‘Pilsudski’s Coup and the Crisis in Poland’ by B.K. Gebert from the Daily Worker. Vol. 3 Nos. 112 & 114. May 22 & 25, 1926.

Pilsudski loved a uniform.

Gebert with his initial analysis of the coup that brought Pilsudski back to power in Poland, which was greeted with more than a little confusion in parts of the Left. Polish-born Boleslaw ‘Bill’ Gebert, a future official of the Polish People’s Republic, was based in Chicago and long an editor of the Polish language Socialist and Communist Press, later as an important ‘secondary leader’ in the Communist Party, among his roles being being the important Chicago area’s District Organizer, particularly heading its turn to Black workers, in the 1930s. In 1924 the Polish Section of the Workers (Communist Party) began the paper, ‘Trybuna Robotnicza’ as the Party moved from underground to legal status with Gebert as editor. One of the smaller party language groups, that year the Polish Section had around 200 dues paying members in 31 branches in cities, the majority in just three: Cleveland, Detroit, and Chicago. ‘Trybuna’ ran until 1979, with some name changes, and at its height had a circulation of around 15,000.

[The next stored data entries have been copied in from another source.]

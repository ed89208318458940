// Symphonia
// Copyright (c) 2019-2022 The Project Symphonia Developers.
//
// This Source Code Form is subject to the terms of the Mozilla Public
// License, v. 2.0. If a copy of the MPL was not distributed with this
// file, You can obtain one at https://mozilla.org/MPL/2.0/.

//! The `util` module provides a repository of commonly used utility functions.

pub mod bits {
    //! Utilities for bit manipulation.

    /// Sign extends an arbitrary, 32-bit or less, signed two's complement integer stored within an
    /// u32 to a full width i32.
    #[inline(always)]
    pub fn sign_extend_leq32_to_i32(value: u32, width: u32) -> i32 {
        // Rust uses an arithmetic shift right (the original sign bit is repeatedly shifted on) for
        // signed integer types. Therefore, shift the value to the right-hand side of the integer,
        // then shift it back to extend the sign bit.
        (value.wrapping_shl(32 - width) as i32).wrapping_shr(32 - width)
    }
}

#[cfg(test)]
mod tests {
    use super::bits::*;

    #[test]
    fn verify_sign_extend_leq32_to_i32() {
        assert_eq!(sign_extend_leq32_to_i32(0b0111, 4), 7);
        assert_eq!(sign_extend_leq32_to_i32(0b1000, 4), -8);
        assert_eq!(sign_extend_leq32_to_i32(0b1111, 4), -1);
        assert_eq!(sign_extend_leq32_to_i32(0x1, 2), 1);
        assert_eq!(sign_extend_leq32_to_i32(0x7fff, 16), 32767);
        assert_eq!(sign_extend_leq32_to_i32(0x8000, 16), -32768);
        assert_eq!(sign_extend_leq32_to_i32(0xffff_ffff, 32), -1);
    }
}
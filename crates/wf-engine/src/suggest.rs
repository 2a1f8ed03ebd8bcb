//! "Did you mean ...?" hints for mistyped ids and exit labels.

use strsim::jaro_winkler;

/// Minimum similarity score for a suggestion (0.0-1.0).
const SUGGEST_THRESHOLD: f64 = 0.8;

/// The candidate most similar to `input`, if any is close enough.
///
/// Comparison is case-insensitive. An exact match is not a suggestion.
pub fn closest<'a>(input: &str, candidates: impl IntoIterator<Item = &'a str>) -> Option<&'a str> {
    let input_lower = input.to_lowercase();
    let mut best: Option<(&'a str, f64)> = None;
    for candidate in candidates {
        let candidate_lower = candidate.to_lowercase();
        if candidate_lower == input_lower {
            return None;
        }
        let score = jaro_winkler(&input_lower, &candidate_lower);
        if score >= SUGGEST_THRESHOLD && best.is_none_or(|(_, top)| score > top) {
            best = Some((candidate, score));
        }
    }
    best.map(|(candidate, _)| candidate)
}
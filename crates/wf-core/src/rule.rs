use serde::{Deserialize, Serialize};

use crate::id::{CharacterId, LocationId, ObjectId};
use crate::selector::Selector;

/// An exit added to a location at runtime.
#[derive(Debug, Clone, PartialEq, Eq, Serialize, Deserialize)]
pub struct PathUnlock {
    /// Location that gains the exit.
    pub from: LocationId,
    /// Label of the new exit.
    pub label: String,
    /// Where the exit leads.
    pub to: LocationId,
}

/// A static transformation: using `primary` (optionally with `with`) consumes
/// the operands and produces new objects.
#[derive(Debug, Clone, PartialEq, Serialize, Deserialize)]
pub struct UseRule {
    /// Required primary operand.
    pub primary: Selector,
    /// Required secondary operand. `None` means the rule takes no secondary.
    #[serde(default, skip_serializing_if = "Option::is_none")]
    pub with: Option<Selector>,
    /// Message shown on success.
    pub text: String,
    /// Objects placed into the scope container.
    #[serde(default)]
    pub produces: Vec<ObjectId>,
    /// Exits opened when the rule fires.
    #[serde(default, skip_serializing_if = "Vec::is_empty")]
    pub opens: Vec<PathUnlock>,
}

impl UseRule {
    /// Create a rule with no secondary operand.
    pub fn new(primary: Selector, text: impl Into<String>) -> Self {
        Self {
            primary,
            with: None,
            text: text.into(),
            produces: Vec::new(),
            opens: Vec::new(),
        }
    }

    /// Require a secondary operand.
    pub fn with_secondary(mut self, with: Selector) -> Self {
        self.with = Some(with);
        self
    }

    /// Produce an object.
    pub fn producing(mut self, object: impl Into<ObjectId>) -> Self {
        self.produces.push(object.into());
        self
    }

    /// Open an exit.
    pub fn opening(
        mut self,
        from: impl Into<LocationId>,
        label: impl Into<String>,
        to: impl Into<LocationId>,
    ) -> Self {
        self.opens.push(PathUnlock {
            from: from.into(),
            label: label.into(),
            to: to.into(),
        });
        self
    }
}

/// What happens when the player hands an item to a character.
#[derive(Debug, Clone, PartialEq, Serialize, Deserialize)]
pub struct GiveRule {
    /// The receiving character.
    pub character: CharacterId,
    /// The item the character accepts.
    pub item: Selector,
    /// Message shown on success.
    pub text: String,
    /// Objects handed back to the player.
    #[serde(default)]
    pub grants: Vec<ObjectId>,
    /// Whether the exchange concludes the story.
    #[serde(default)]
    pub ends_game: bool,
}

impl GiveRule {
    /// Create a rule that grants nothing.
    pub fn new(character: impl Into<CharacterId>, item: Selector, text: impl Into<String>) -> Self {
        Self {
            character: character.into(),
            item,
            text: text.into(),
            grants: Vec::new(),
            ends_game: false,
        }
    }

    /// Hand an object to the player.
    pub fn granting(mut self, object: impl Into<ObjectId>) -> Self {
        self.grants.push(object.into());
        self
    }

    /// Mark the exchange as the finale.
    pub fn ending_game(mut self) -> Self {
        self.ends_game = true;
        self
    }
}

/// Using `primary` (optionally with `with`) hands control to a minigame.
///
/// The secondary operand may name a character present in the location.
#[derive(Debug, Clone, PartialEq, Serialize, Deserialize)]
pub struct MiniGameRule {
    /// Required primary operand.
    pub primary: Selector,
    /// Required secondary operand (object or character).
    #[serde(default, skip_serializing_if = "Option::is_none")]
    pub with: Option<Selector>,
    /// Registered id of the minigame to launch.
    pub minigame: String,
    /// Fallback rewards when the minigame produces nothing itself.
    #[serde(default)]
    pub rewards: Vec<ObjectId>,
    /// Overrides the minigame's own message on success when non-empty.
    #[serde(default)]
    pub success_text: String,
    /// Overrides the minigame's own message on failure when non-empty.
    #[serde(default)]
    pub failure_text: String,
}

impl MiniGameRule {
    /// Create a rule with no secondary operand, rewards, or text overrides.
    pub fn new(primary: Selector, minigame: impl Into<String>) -> Self {
        Self {
            primary,
            with: None,
            minigame: minigame.into(),
            rewards: Vec::new(),
            success_text: String::new(),
            failure_text: String::new(),
        }
    }

    /// Require a secondary operand.
    pub fn with_secondary(mut self, with: Selector) -> Self {
        self.with = Some(with);
        self
    }

    /// Add a fallback reward.
    pub fn rewarding(mut self, object: impl Into<ObjectId>) -> Self {
        self.rewards.push(object.into());
        self
    }

    /// Override the success message.
    pub fn on_success(mut self, text: impl Into<String>) -> Self {
        self.success_text = text.into();
        self
    }

    /// Override the failure message.
    pub fn on_failure(mut self, text: impl Into<String>) -> Self {
        self.failure_text = text.into();
        self
    }
}
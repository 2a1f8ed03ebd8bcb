//! Interactive play on the console.

use std::io::{self, Write};
use std::path::Path;

use colored::Colorize;
use tracing::info;
use wf_core::{Game, SAMPLE_LOCKPICK_ID};
use wf_engine::{Dispatcher, EngineConfig, LockpickConfig, LockpickGame, MiniGameRegistry, Session};

/// Minigame ids with this prefix are played as the console lockpick.
const LOCKPICK_PREFIX: &str = "lockpick";

pub fn run(world: Option<&Path>, seed: u64, tries: u32, log_capacity: usize) -> Result<(), String> {
    let game = super::load_world(world)?;
    let lockpick = LockpickConfig::default()
        .with_seed(seed)
        .with_max_tries(tries);
    let minigames = console_minigames(&game, &lockpick);
    info!(minigames = ?minigames.ids(), "starting session");

    let dispatcher = Dispatcher::with_config(
        game,
        EngineConfig::default().with_log_capacity(log_capacity),
    )
    .with_minigames(minigames);
    let mut session = Session::new(dispatcher);

    println!("{}", session.intro());

    // Stdin is locked per read only: a console minigame reads from it too
    // while a command runs.
    let stdin = io::stdin();
    let mut line = String::new();

    loop {
        print!("> ");
        io::stdout().flush().map_err(|e| e.to_string())?;

        line.clear();
        match stdin.read_line(&mut line) {
            Ok(0) => break, // EOF
            Err(e) => return Err(e.to_string()),
            _ => {}
        }

        if line.trim().is_empty() {
            continue;
        }

        let response = session.process(&line);
        if response.quit {
            break;
        }
        if response.success {
            println!("{}", response.text);
        } else {
            println!("{}", response.text.yellow());
        }
        if let Some(ending) = session.ending() {
            println!("{}", ending.bold());
            break;
        }
    }

    println!("Bye.");
    Ok(())
}

/// A console lockpick for the bundled world's id and for every lockpick id
/// the world's minigame rules name.
fn console_minigames(game: &Game, config: &LockpickConfig) -> MiniGameRegistry {
    let mut registry = MiniGameRegistry::new();
    let ids = game
        .minigame_rules()
        .iter()
        .map(|rule| rule.minigame.as_str())
        .filter(|id| id.starts_with(LOCKPICK_PREFIX))
        .chain([SAMPLE_LOCKPICK_ID]);
    for id in ids {
        if !registry.contains(id) {
            registry.register(LockpickGame::console(id, config.clone()));
        }
    }
    registry
}
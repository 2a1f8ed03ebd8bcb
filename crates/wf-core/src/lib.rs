//! Core types for Wayfarer: the immutable world model an adventure is played in.
//!
//! A [`Game`] holds locations, objects, characters, and the three ordered rule
//! tables (use, give, minigame). It never changes once built; everything that
//! moves during play lives in the engine's runtime state. Games can be built
//! programmatically, loaded from JSON, or taken from the bundled sample.

/// Locations, objects, characters, and connections.
pub mod entity;
/// Error types used throughout the crate.
pub mod error;
/// The world definition that owns all entities and rule tables.
pub mod game;
/// Typed string identifiers.
pub mod id;
/// Reading world files from disk.
pub mod loader;
/// Interaction rules: use, give, and minigame triggers.
pub mod rule;
/// The bundled "Crypt Escape" world.
pub mod sample;
/// Match predicates over objects.
pub mod selector;
/// Reference checking for loaded worlds.
pub mod validate;

pub use entity::{Connection, GameCharacter, GameObject, Location, Want};
pub use error::{CoreError, CoreResult};
pub use game::Game;
pub use id::{CharacterId, LocationId, ObjectId};
pub use loader::{load_game, parse_game};
pub use rule::{GiveRule, MiniGameRule, PathUnlock, UseRule};
pub use sample::{SAMPLE_LOCKPICK_ID, sample_game};
pub use selector::Selector;
pub use validate::{ValidationIssue, validate};
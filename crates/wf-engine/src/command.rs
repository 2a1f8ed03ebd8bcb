//! Command parsing for player input.

/// A parsed player command.
#[derive(Debug, Clone, PartialEq, Eq)]
pub enum Command {
    /// Follow an exit.
    Go {
        /// The exit label; may contain spaces.
        label: String,
    },
    /// Pick up an object.
    PickUp {
        /// Object id.
        object: String,
    },
    /// Drop a carried object.
    Drop {
        /// Object id.
        object: String,
    },
    /// List the inventory.
    Inventory,
    /// Examine an object or a character.
    Examine {
        /// Object or character id.
        target: String,
    },
    /// Talk to a character.
    Talk {
        /// Character id.
        character: String,
    },
    /// Give a carried object to a character.
    Give {
        /// Object id.
        object: String,
        /// Character id.
        character: String,
    },
    /// Use an object, optionally with another.
    Use {
        /// Primary operand: an id or `@tag`.
        primary: String,
        /// Secondary operand, after `with`.
        secondary: Option<String>,
    },
    /// Describe the current location. Does not take a turn.
    Look,
    /// Show the command summary.
    Help,
    /// Leave the game.
    Quit,
    /// A known verb with missing arguments. Does not take a turn.
    Invalid {
        /// How the verb is used.
        usage: &'static str,
    },
    /// Input that is not a command.
    Unknown {
        /// The original input.
        input: String,
    },
}

impl Command {
    /// Whether dispatching this command takes a turn.
    pub fn takes_turn(&self) -> bool {
        !matches!(
            self,
            Self::Look | Self::Help | Self::Quit | Self::Invalid { .. } | Self::Unknown { .. }
        )
    }
}

/// Usage line for `go`.
pub const GO_USAGE: &str = "Usage: go <label>";
/// Usage line for `pickup`.
pub const PICKUP_USAGE: &str = "Usage: pickup <objectId>";
/// Usage line for `drop`.
pub const DROP_USAGE: &str = "Usage: drop <objectId>";
/// Usage line for `ex`.
pub const EXAMINE_USAGE: &str = "Usage: ex <objectId|characterId>";
/// Usage line for `talk`.
pub const TALK_USAGE: &str = "Usage: talk <characterId>";
/// Usage line for `give`.
pub const GIVE_USAGE: &str = "Usage: give <objectId> <characterId>";
/// Usage line for `use`.
pub const USE_USAGE: &str = "Usage: use <id|@attr> [with <id|@attr>]";

/// One-line summary of every verb.
pub const COMMAND_SUMMARY: &str = "Type: go <label> | pickup <id> | drop <id> | inv | ex <id> | \
use <id|@attr> [with <id|@attr>] | talk <charId> | give <objId> <charId> | look | help | quit";

/// Parse a player input string into a command.
///
/// Verbs are case-insensitive; ids are taken verbatim.
pub fn parse_command(input: &str) -> Command {
    let words: Vec<&str> = input.split_whitespace().collect();
    let Some((verb, rest)) = words.split_first() else {
        return Command::Look;
    };

    match verb.to_lowercase().as_str() {
        "go" => match rest {
            [] => Command::Invalid { usage: GO_USAGE },
            _ => Command::Go {
                label: rest.join(" "),
            },
        },
        "pickup" => single(rest, PICKUP_USAGE, |object| Command::PickUp { object }),
        "drop" => single(rest, DROP_USAGE, |object| Command::Drop { object }),
        "inv" | "inventory" => Command::Inventory,
        "ex" | "examine" => single(rest, EXAMINE_USAGE, |target| Command::Examine { target }),
        "talk" => single(rest, TALK_USAGE, |character| Command::Talk { character }),
        "give" => match rest {
            [object, character, ..] => Command::Give {
                object: object.to_string(),
                character: character.to_string(),
            },
            _ => Command::Invalid { usage: GIVE_USAGE },
        },
        "use" => parse_use(rest),
        "look" | "l" => Command::Look,
        "help" | "?" => Command::Help,
        "quit" | "exit" => Command::Quit,
        _ => Command::Unknown {
            input: input.trim().to_string(),
        },
    }
}

fn single(rest: &[&str], usage: &'static str, build: impl FnOnce(String) -> Command) -> Command {
    match rest.first() {
        Some(arg) => build(arg.to_string()),
        None => Command::Invalid { usage },
    }
}

/// `use <a>` or `use <a> with <b>`. Anything after the primary operand that
/// is not a `with` clause is ignored.
fn parse_use(rest: &[&str]) -> Command {
    match rest {
        [] => Command::Invalid { usage: USE_USAGE },
        [primary, with, secondary, ..] if with.eq_ignore_ascii_case("with") => Command::Use {
            primary: primary.to_string(),
            secondary: Some(secondary.to_string()),
        },
        [primary, ..] => Command::Use {
            primary: primary.to_string(),
            secondary: None,
        },
    }
}
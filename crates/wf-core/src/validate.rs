use std::collections::{HashMap, HashSet};

use crate::game::Game;
use crate::selector::Selector;

/// A single problem found in a world definition.
#[derive(Debug, Clone, PartialEq, Eq, thiserror::Error)]
pub enum ValidationIssue {
    /// Two entities of the same kind share an id.
    #[error("duplicate {kind} id \"{id}\"")]
    DuplicateId {
        /// Entity kind ("location", "object", "character").
        kind: &'static str,
        /// The repeated id.
        id: String,
    },

    /// A reference points at a location that does not exist.
    #[error("{context}: unknown location \"{id}\"")]
    UnknownLocation {
        /// Where the reference was found.
        context: String,
        /// The dangling id.
        id: String,
    },

    /// A reference points at an object that does not exist.
    #[error("{context}: unknown object \"{id}\"")]
    UnknownObject {
        /// Where the reference was found.
        context: String,
        /// The dangling id.
        id: String,
    },

    /// A reference points at a character that does not exist.
    #[error("{context}: unknown character \"{id}\"")]
    UnknownCharacter {
        /// Where the reference was found.
        context: String,
        /// The dangling id.
        id: String,
    },

    /// Two exits of one location share a label (ignoring case).
    #[error("location \"{location}\": duplicate exit label \"{label}\"")]
    DuplicateExit {
        /// The location holding both exits.
        location: String,
        /// The repeated label.
        label: String,
    },

    /// An object starts out in more than one location.
    #[error("object \"{id}\" is placed in both \"{first}\" and \"{second}\"")]
    MultiplePlacement {
        /// The object.
        id: String,
        /// First location listing it.
        first: String,
        /// Second location listing it.
        second: String,
    },
}

/// Check every cross-reference in the world.
///
/// Returns all issues found; an empty list means the world is consistent.
pub fn validate(game: &Game) -> Vec<ValidationIssue> {
    let mut issues = Vec::new();

    check_duplicates(game, &mut issues);

    let start = game.start_location().as_str();
    check_location(game, "start location", start, &mut issues);
    for end in game.end_locations() {
        check_location(game, "end locations", end.as_str(), &mut issues);
    }

    let mut placed: HashMap<&str, &str> = HashMap::new();
    for location in game.locations() {
        let ctx = format!("location \"{}\"", location.id);

        let mut labels = HashSet::new();
        for conn in &location.connections {
            check_location(game, &ctx, conn.target.as_str(), &mut issues);
            if !labels.insert(conn.label.to_lowercase()) {
                issues.push(ValidationIssue::DuplicateExit {
                    location: location.id.to_string(),
                    label: conn.label.clone(),
                });
            }
        }
        for object in &location.objects {
            check_object(game, &ctx, object.as_str(), &mut issues);
            let previous = placed.insert(object.as_str(), location.id.as_str());
            if let Some(first) = previous.filter(|first| *first != location.id.as_str()) {
                issues.push(ValidationIssue::MultiplePlacement {
                    id: object.to_string(),
                    first: first.to_string(),
                    second: location.id.to_string(),
                });
            }
        }
        for character in &location.characters {
            check_character(game, &ctx, character.as_str(), &mut issues);
        }
    }

    for object in game.objects() {
        let ctx = format!("object \"{}\"", object.id);
        for inner in &object.contains {
            check_object(game, &ctx, inner.as_str(), &mut issues);
        }
    }

    for character in game.characters() {
        let ctx = format!("character \"{}\" wants", character.id);
        for want in &character.wants {
            check_object_selector(game, &ctx, &want.0, &mut issues);
        }
    }

    for (i, rule) in game.use_rules().iter().enumerate() {
        let ctx = format!("use rule #{}", i + 1);
        check_object_selector(game, &ctx, &rule.primary, &mut issues);
        if let Some(with) = &rule.with {
            check_object_selector(game, &ctx, with, &mut issues);
        }
        for produced in &rule.produces {
            check_object(game, &ctx, produced.as_str(), &mut issues);
        }
        for unlock in &rule.opens {
            check_location(game, &ctx, unlock.from.as_str(), &mut issues);
            check_location(game, &ctx, unlock.to.as_str(), &mut issues);
        }
    }

    for (i, rule) in game.give_rules().iter().enumerate() {
        let ctx = format!("give rule #{}", i + 1);
        check_character(game, &ctx, rule.character.as_str(), &mut issues);
        check_object_selector(game, &ctx, &rule.item, &mut issues);
        for granted in &rule.grants {
            check_object(game, &ctx, granted.as_str(), &mut issues);
        }
    }

    for (i, rule) in game.minigame_rules().iter().enumerate() {
        let ctx = format!("minigame rule #{}", i + 1);
        check_object_selector(game, &ctx, &rule.primary, &mut issues);
        if let Some(Selector::Id(id)) = &rule.with {
            // The secondary may name a character instead of an object.
            if game.object(id).is_none() && game.character(id).is_none() {
                issues.push(ValidationIssue::UnknownObject {
                    context: ctx.clone(),
                    id: id.clone(),
                });
            }
        }
        for reward in &rule.rewards {
            check_object(game, &ctx, reward.as_str(), &mut issues);
        }
    }

    issues
}

fn check_duplicates(game: &Game, issues: &mut Vec<ValidationIssue>) {
    let mut seen = HashSet::new();
    for location in game.locations() {
        if !seen.insert(location.id.as_str()) {
            issues.push(ValidationIssue::DuplicateId {
                kind: "location",
                id: location.id.to_string(),
            });
        }
    }
    let mut seen = HashSet::new();
    for object in game.objects() {
        if !seen.insert(object.id.as_str()) {
            issues.push(ValidationIssue::DuplicateId {
                kind: "object",
                id: object.id.to_string(),
            });
        }
    }
    let mut seen = HashSet::new();
    for character in game.characters() {
        if !seen.insert(character.id.as_str()) {
            issues.push(ValidationIssue::DuplicateId {
                kind: "character",
                id: character.id.to_string(),
            });
        }
    }
}

fn check_location(game: &Game, context: &str, id: &str, issues: &mut Vec<ValidationIssue>) {
    if game.location(id).is_none() {
        issues.push(ValidationIssue::UnknownLocation {
            context: context.to_string(),
            id: id.to_string(),
        });
    }
}

fn check_object(game: &Game, context: &str, id: &str, issues: &mut Vec<ValidationIssue>) {
    if game.object(id).is_none() {
        issues.push(ValidationIssue::UnknownObject {
            context: context.to_string(),
            id: id.to_string(),
        });
    }
}

fn check_character(game: &Game, context: &str, id: &str, issues: &mut Vec<ValidationIssue>) {
    if game.character(id).is_none() {
        issues.push(ValidationIssue::UnknownCharacter {
            context: context.to_string(),
            id: id.to_string(),
        });
    }
}

fn check_object_selector(
    game: &Game,
    context: &str,
    selector: &Selector,
    issues: &mut Vec<ValidationIssue>,
) {
    if let Selector::Id(id) = selector {
        check_object(game, context, id, issues);
    }
}
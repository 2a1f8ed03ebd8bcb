//! Per-playthrough runtime state.

use std::collections::HashMap;

use wf_core::{CharacterId, Game, LocationId};

use crate::config::EngineConfig;
use crate::log::EventLog;
use crate::overlay::WorldOverlay;

/// Everything that changes while a game is played.
///
/// Mutated only by the [`Dispatcher`](crate::Dispatcher); minigames and the
/// presentation layer get shared references.
#[derive(Debug, Clone)]
pub struct GameState {
    /// Where the player is.
    pub location: LocationId,
    /// Commands dispatched so far.
    pub turns_taken: u32,
    /// Next phrase index per character.
    pub talk_cursors: HashMap<CharacterId, usize>,
    /// Bounded in-game event log.
    pub log: EventLog,
    /// Object placement, presence and opened exits.
    pub overlay: WorldOverlay,
}

impl GameState {
    /// Fresh state at the start location.
    pub fn new(game: &Game, config: &EngineConfig) -> Self {
        Self {
            location: game.start_location().clone(),
            turns_taken: 0,
            talk_cursors: HashMap::new(),
            log: EventLog::with_capacity(config.log_capacity),
            overlay: WorldOverlay::from_game(game),
        }
    }

    /// Whether the player carries the object.
    pub fn has_item(&self, object: &str) -> bool {
        self.overlay.is_held(object)
    }

    /// Take the next phrase index for a character, advancing its cursor.
    pub fn next_phrase(&mut self, character: &CharacterId, phrase_count: usize) -> usize {
        let cursor = self.talk_cursors.entry(character.clone()).or_insert(0);
        let index = *cursor % phrase_count.max(1);
        *cursor = index + 1;
        index
    }
}

#[cfg(test)]
mod tests {
    use super::*;
    use wf_core::{GameObject, Location};

    #[test]
    fn starts_at_start_location() {
        let game = Game::new("T", "loc_a")
            .with_location(Location::new("loc_a", "A").with_object("obj_x"))
            .with_object(GameObject::new("obj_x", "X"));
        let state = GameState::new(&game, &EngineConfig::default().with_log_capacity(3));
        assert_eq!(state.location, "loc_a");
        assert_eq!(state.turns_taken, 0);
        assert_eq!(state.log.capacity(), 3);
        assert!(!state.has_item("obj_x"));
        assert!(state.overlay.is_in_location("obj_x", "loc_a"));
    }

    #[test]
    fn phrase_cursors_are_per_character() {
        let game = Game::new("T", "loc_a").with_location(Location::new("loc_a", "A"));
        let mut state = GameState::new(&game, &EngineConfig::default());
        let a = CharacterId::from("char_a");
        let b = CharacterId::from("char_b");
        assert_eq!(state.next_phrase(&a, 2), 0);
        assert_eq!(state.next_phrase(&a, 2), 1);
        assert_eq!(state.next_phrase(&b, 2), 0);
        assert_eq!(state.next_phrase(&a, 2), 0);
    }
}
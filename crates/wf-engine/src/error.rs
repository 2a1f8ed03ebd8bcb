//! Error types for the engine.

use thiserror::Error;
use wf_core::CoreError;

/// Result type for engine operations.
pub type EngineResult<T> = Result<T, EngineError>;

/// Faults in world data discovered while dispatching a command.
///
/// These never cross the dispatcher boundary as `Err`; they are turned into a
/// failure [`CommandResult`](crate::CommandResult) prefixed with `Error:`.
#[derive(Debug, Error)]
pub enum EngineError {
    /// A lookup in the world definition failed.
    #[error(transparent)]
    World(#[from] CoreError),
}

/// Errors raised by a minigame implementation.
///
/// The dispatcher reports these as a failed `use` (`Mini-game error: ...`).
#[derive(Debug, Error)]
pub enum MiniGameError {
    /// Reading input or writing output failed.
    #[error("{0}")]
    Io(#[from] std::io::Error),

    /// The minigame gave up for its own reasons.
    #[error("{0}")]
    Aborted(String),
}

‘Pilsudski’s Coup and the Crisis in Poland’ by B.K. Gebert from the Daily Worker. Vol. 3 Nos. 112 & 114. May 22 & 25, 1926.

I. Who is Pilsudski?

JOSEPH PILSUDSKI got the inspiration become a Polish edition of Napoleon and Mussolini at the same time. He is well known to us in this role. Joseph Pilsudski comes from the Polish nobility. He is himself the owner of an estate in the Vilna district. Today he is the ruler of a large part of Poland with the ambition to rule the whole of Poland and to carry his ambitions even further. His dream of dreams is to “unite” Poland with the Ukraine, where the workers and peasants are now living freely, having gotten rid of the landlord and capitalists, many of whom were of Polish nationality. He dreams of a Poland “from sea to sea,” from the Baltic to the Black Sea.

Pilsudski’s program is his own personality, the army, the general staff, and war. He looks upon the people as a butcher does upon a poor lamb. He is a militarist and imperialist much of the type of the 18th century. He tries to give birth to Polish romanticism, to revive old Polish glory.

Whom does Pilsudski represent? First, the petty bourgeoisie, the intelligenzia, part of the rich peasantry and those of the military who are looking for victories on the battlefields. Pilsudski is the inspiration of militant, middle-class nationalism.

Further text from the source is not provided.